Seven years and the immigrant families of those lost in the World Trade Center still have no legal status, and therefore no status. Many are even afraid to come forward for fear of deportation.
We have heard thousands of times of the heroes who lost their lives on that fateful day. All of the victims are considered "heroes" - except the hidden and inconvenient immigrant victims.
Justice takes many forms, and legalizing and recognizing these survivors should have happened long ago.
Since 9/11 we have watched the usurpation of power by the Bush administration; the attack on the Constitution and undermining of our civil rights; the rise of corporate power and privatization of the military and intelligence communities. We have watched the stripping of resources and blatant cronyism undermine the infrastructure and safety of the people of the United States. We have watched the nation's honor and integrity be forever sullied by torture and murder. Yet Sarah Palin is so disconnected to the critical nature of those rights that she chastised Obama in her acceptance speech: "Al Qaeda terrorists still plot to inflict catastrophic harm on America ... he's worried that someone won't read them their rights?"
Indeed, this is a reflection of how far we have fallen from our commitment to law and justice.

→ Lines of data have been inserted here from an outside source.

//! The tier gate decision.

use crate::entitlement::Entitlement;
use crate::types::EntitlementId;
use serde::{Deserialize, Serialize};

/// Outcome of checking whether a user may book a package.
#[derive(Clone, Copy, Debug, PartialEq, Eq, Serialize, Deserialize)]
#[serde(tag = "outcome", rename_all = "snake_case")]
pub enum Eligibility {
    /// The package is not tier-gated
    Open,
    /// Tier-gated, and this entitlement satisfies the gate
    Entitled {
        /// Entitlement the booking will consume
        entitlement_id: EntitlementId,
    },
    /// Tier-gated and the user holds no unconsumed entitlement
    NoEntitlement,
    /// Tier-gated and the user's entitlement ranks too low
    TierTooLow {
        /// Rank the package requires
        required: i32,
        /// Rank the user holds
        held: i32,
    },
    /// The identity provider reports the user as inactive
    InactiveUser,
}

impl Eligibility {
    /// Whether the booking may proceed.
    #[must_use]
    pub const fn can_book(&self) -> bool {
        matches!(self, Self::Open | Self::Entitled { .. })
    }

    /// Entitlement to consume when the booking is confirmed.
    #[must_use]
    pub const fn entitlement_to_consume(&self) -> Option<EntitlementId> {
        match self {
            Self::Entitled { entitlement_id } => Some(*entitlement_id),
            _ => None,
        }
    }
}

/// Decides eligibility for an active user from the package's tier
/// requirement and the user's current entitlement.
///
/// Equal `sort_order` counts as equal rank, so it satisfies the gate.
#[must_use]
pub fn decide(min_tier_sort_order: Option<i32>, current: Option<&Entitlement>) -> Eligibility {
    let Some(required) = min_tier_sort_order else {
        return Eligibility::Open;
    };
    match current {
        None => Eligibility::NoEntitlement,
        Some(e) if e.booking_used => Eligibility::NoEntitlement,
        Some(e) if e.tier_sort_order >= required => Eligibility::Entitled {
            entitlement_id: e.id,
        },
        Some(e) => Eligibility::TierTooLow {
            required,
            held: e.tier_sort_order,
        },
    }
}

We have arrived at a point where candidate for the second highest office in the country throws away the principles of the Constitution with a sneer - and is cheered for doing so.
With the public's awakening to the injustice of the invasion in Iraq, Afghanistan has become the "good" war. Afghanistan, where we threw out the law and attacked a nation for one man. Almost seven years later the death and destruction continues. Even Obama hoists the "good war" flag for Afghanistan. It was not a "good war" when it started, and it certainly has not become one with the passage of time.

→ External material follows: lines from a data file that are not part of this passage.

//! Skyslot Engine Demo
//!
//! Walks through the booking flow end to end:
//! - Price quote with a weekday discount, a campaign and a coupon
//! - Booking, availability refresh and cancellation
//! - A tier-gated package refused, then booked after an entitlement grant
//!
//! # Usage
//!
//! ```bash
//! # In-memory stores
//! cargo run --bin demo
//!
//! # PostgreSQL (DATABASE_URL, see .env)
//! cargo run --bin demo -- --postgres
//! ```

use anyhow::Context;
use chrono::{Datelike, Duration, Weekday};
use skyslot_core::{
    Campaign, CampaignId, Coupon, CouponId, Discount, DiscountCondition, DiscountId, DiscountValue,
    Money, NaiveDate, NaiveTime, OperatorId, Package, PackageId, PassengerDetails, Percentage,
    SupportTier, TierId, UserId, Utc,
};
use skyslot_engine::{BookingRequest, Config, InMemoryBackend, SkyslotApp, SlotSchedule};
use skyslot_postgres::{
    PostgresCouponLedger, PostgresDiscountCatalog, PostgresEntitlementStore, PostgresPackageStore,
};
use std::sync::Arc;
use tracing_subscriber::{layer::SubscriberExt, util::SubscriberInitExt};

/// Catalog records the demo starts from.
struct Seed {
    operator_id: OperatorId,
    package: Package,
    gated_package: Package,
    discount: Discount,
    campaign: Campaign,
    coupon: Coupon,
    tiers: Vec<SupportTier>,
}

impl Seed {
    fn new() -> anyhow::Result<Self> {
        let operator_id = OperatorId::new();
        let percent = |p| {
            Percentage::from_percent(p)
                .map(DiscountValue::Percentage)
                .context("percentage out of range")
        };
        let package = Package {
            id: PackageId::new(),
            operator_id,
            name: "Sunrise balloon flight".to_string(),
            base_price: Money::from_minor(50_000),
            max_passengers: 4,
            min_tier_sort_order: None,
            is_active: true,
        };
        let gated_package = Package {
            id: PackageId::new(),
            name: "Supporters' sunset flight".to_string(),
            min_tier_sort_order: Some(2),
            ..package.clone()
        };
        let now = Utc::now();
        Ok(Self {
            operator_id,
            discount: Discount {
                id: DiscountId::new(),
                package_id: package.id,
                value: percent(10)?,
                condition: DiscountCondition::Weekday,
                is_active: true,
            },
            campaign: Campaign {
                id: CampaignId::new(),
                package_id: package.id,
                name: "Season opening".to_string(),
                value: percent(20)?,
                starts_at: now - Duration::days(1),
                ends_at: now + Duration::days(30),
                is_active: true,
            },
            coupon: Coupon {
                id: CouponId::new(),
                operator_id,
                code: "SAVE10".to_string(),
                value: percent(10)?,
                package_id: None,
                expires_at: None,
                usage_limit: Some(100),
                times_used: 0,
                is_active: true,
            },
            tiers: vec![
                SupportTier {
                    id: TierId::new(),
                    operator_id,
                    name: "Friend".to_string(),
                    min_amount: Money::from_minor(1_000),
                    max_amount: Some(Money::from_minor(9_999)),
                    sort_order: 1,
                },
                SupportTier {
                    id: TierId::new(),
                    operator_id,
                    name: "Patron".to_string(),
                    min_amount: Money::from_minor(10_000),
                    max_amount: None,
                    sort_order: 2,
                },
            ],
            package,
            gated_package,
        })
    }

    fn load_in_memory(&self, backend: &InMemoryBackend) {
        backend.packages.add(self.package.clone());
        backend.packages.add(self.gated_package.clone());
        backend.catalog.add_discount(self.discount.clone());
        backend.catalog.add_campaign(self.campaign.clone());
        backend.coupons.add(self.coupon.clone());
        for tier in &self.tiers {
            backend.entitlements.add_tier(tier.clone());
        }
    }

    async fn load_postgres(&self, pool: &sqlx::PgPool) -> anyhow::Result<()> {
        let packages = PostgresPackageStore::new(pool.clone());
        packages.insert(&self.package).await?;
        packages.insert(&self.gated_package).await?;
        let catalog = PostgresDiscountCatalog::new(pool.clone());
        catalog.insert_discount(&self.discount).await?;
        catalog.insert_campaign(&self.campaign).await?;
        PostgresCouponLedger::new(pool.clone())
            .insert(&self.coupon)
            .await?;
        let entitlements = PostgresEntitlementStore::new(pool.clone());
        for tier in &self.tiers {
            entitlements.insert_tier(tier).await?;
        }
        Ok(())
    }
}

fn next_tuesday() -> NaiveDate {
    let mut date = Utc::now().date_naive() + Duration::days(1);
    while date.weekday() != Weekday::Tue {
        date += Duration::days(1);
    }
    date
}

fn passengers(names: &[&str]) -> Vec<PassengerDetails> {
    names.iter().map(|n| PassengerDetails::named(*n)).collect()
}

#[tokio::main]
async fn main() -> anyhow::Result<()> {
    dotenvy::dotenv().ok();

    tracing_subscriber::registry()
        .with(
            tracing_subscriber::EnvFilter::try_from_default_env()
                .unwrap_or_else(|_| "info,skyslot_engine=debug,sqlx=warn".into()),
        )
        .with(tracing_subscriber::fmt::layer())
        .init();

    println!("\n============================================");
    println!("   Skyslot Engine - Live Demo");
    println!("============================================\n");

    let config = Config::from_env();
    let seed = Seed::new()?;
    let use_postgres = std::env::args().any(|a| a == "--postgres");

    let app = if use_postgres {
        println!("Connecting to PostgreSQL...");
        let app = SkyslotApp::connect(config).await?;
        let pool = app.pool().context("connected app has a pool")?;
        seed.load_postgres(pool).await?;
        app
    } else {
        println!("Using in-memory stores");
        let backend = InMemoryBackend::new();
        seed.load_in_memory(&backend);
        let mut app = SkyslotApp::in_memory(
            config,
            &backend,
            Arc::new(skyslot_core::environment::SystemClock),
        );
        app.start_metrics()?;
        app
    };

    let date = next_tuesday();
    let slot = app
        .operator
        .schedule_slot(SlotSchedule {
            operator_id: seed.operator_id,
            date,
            start_time: NaiveTime::from_hms_opt(6, 30, 0).context("valid time")?,
            duration_minutes: 60,
            max_passengers: 6,
            package_id: None,
        })
        .await?;
    println!("\n1. Scheduled slot {} on {date} for 6 passengers", slot.id);

    println!("\n2. Price for 2 passengers with coupon SAVE10:");
    let breakdown = app
        .coordinator
        .compute_price(seed.package.id, date, 2, Some("save10"))
        .await?;
    println!("   subtotal     {}", breakdown.subtotal);
    for step in breakdown.adjustments.iter() {
        println!(
            "   {:<12} -{} = {}",
            step.source.kind(),
            step.reduction,
            step.amount_after
        );
    }
    println!("   final        {}", breakdown.final_price);

    println!("\n3. Booking 2 passengers...");
    let user_id = UserId::new();
    let request = BookingRequest::new(
        user_id,
        slot.id,
        seed.package.id,
        passengers(&["Ada Lovelace", "Charles Babbage"]),
    )
    .with_coupon("SAVE10")
    .with_notes("Celebrating an anniversary");
    let booking = app.coordinator.reserve_booking(request).await?;
    println!("   booking {} is {} at {}", booking.id, booking.status, booking.total_price);

    let available = app.operator.available_slots(seed.package.id, date).await?;
    for s in &available {
        println!("   slot {} has {} seats left", s.id, s.available_seats());
    }

    println!("\n4. Cancelling the booking...");
    let cancelled = app.coordinator.cancel_booking(booking.id).await?;
    println!("   booking {} is {}", cancelled.id, cancelled.status);

    println!("\n5. Booking the supporters' flight without an entitlement...");
    let gated = BookingRequest::new(
        user_id,
        slot.id,
        seed.gated_package.id,
        passengers(&["Ada Lovelace"]),
    );
    match app.coordinator.reserve_booking(gated.clone()).await {
        Ok(b) => println!("   unexpectedly booked {}", b.id),
        Err(e) => println!("   refused: {e} (remedy: {})", e.remediation().as_str()),
    }

    let entitlement = app
        .operator
        .grant_entitlement(user_id, seed.operator_id, Money::from_minor(25_000))
        .await?;
    println!("   granted entitlement {} at rank {}", entitlement.id, entitlement.tier_sort_order);
    let booking = app.coordinator.reserve_booking(gated).await?;
    println!("   booked {} at {}", booking.id, booking.total_price);

    if let Some(rendered) = app.render_metrics() {
        println!("\nMetrics:\n{rendered}");
    }

    // Let fire-and-forget notifications flush before exit.
    tokio::time::sleep(std::time::Duration::from_millis(100)).await;
    app.shutdown().await;

    println!("\n============================================");
    println!("   Demo complete");
    println!("============================================\n");
    Ok(())
}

The trail of destruction spreads out from the events of 9/11 like the debris path of a megastorm. In many ways, it seems as indiscriminate as a storm, but it is not. The destruction has been deliberate, or at least the consequences of deliberate action.
I hope for a day when we look forward to rebuilding and healing the damage that has been done. A day when we realize that war is not an answer, and that human and civil rights are not an impediment to safety. A day when we realize that hatred leads to hardening ideologies and destructive actions, and we come to terms with ourselves and those who share our planet.